Xiang Wu,Huanhuan Wang,Yongting Zhang,Baowen Zou,Huaqing Hong
出处
期刊:IEEE Transactions on Learning Technologies [Institute of Electrical and Electronics Engineers] 日期:2024-01-01卷期号:17: 1558-1567被引量:3
标识
DOI:10.1109/tlt.2024.3390593
摘要
Generative AI has become the focus of the intelligent education field, especially in the generation of personalized learning resources. Current learning resource generation methods recommend customized courses based on learning styles and interests, improving learning efficiency. However, these methods cannot generate personalized tutorials according to learners' preferences, nor can they adjust tutorial content as moods or levels of knowledge change. Therefore, this study develops an intelligent tutorial-generating system (Self-GT) for self-aid learning, integrating cognitive computing and generative learning to capture learners' dynamic preferences. The critical components of Self-GT are the tutorial-generating model based on cyclic deep reinforcement learning (RL) and the multi-modal knowledge graph containing complex relationships. Specifically, the proposed RL model dynamically explores learners' preferences from the temporal dimension, enabling RL agents to express learning behavior characteristics accurately and generate personalized tutorials.
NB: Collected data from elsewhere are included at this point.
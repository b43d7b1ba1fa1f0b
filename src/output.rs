//! Response writer for resolved colors.

use axum::http::{StatusCode, header};
use axum::response::{IntoResponse, Response};
use tracing::debug;

/// Resolving to this color always produces a 500 response.
pub const SENTINEL_COLOR: &str = "blue";

/// Status actually sent for `color`; the sentinel forces 500.
pub fn effective_status(color: &str, status: StatusCode) -> StatusCode {
    if color == SENTINEL_COLOR {
        StatusCode::INTERNAL_SERVER_ERROR
    } else {
        status
    }
}

/// Build a response whose entire body is `color` as a JSON string.
pub fn print_color(color: &str, status: StatusCode) -> Response {
    let status = effective_status(color, status);
    let body = serde_json::Value::from(color).to_string();
    debug!(color, status = status.as_u16(), "Writing color");

    (
        status,
        [(header::CONTENT_TYPE, "application/json")],
        body,
    )
        .into_response()
}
Then, relying on the internal self-developed education base and external internet sources, a multi-modal knowledge graph with multiple self-defined relationships is designed to enhance the precision of tutorial generation. Finally, the experimental results indicate that the Self-GT performs well in generating tutorials and has been successfully applied in the generating tutorial for "Hospital Network Architecture Planning and Design."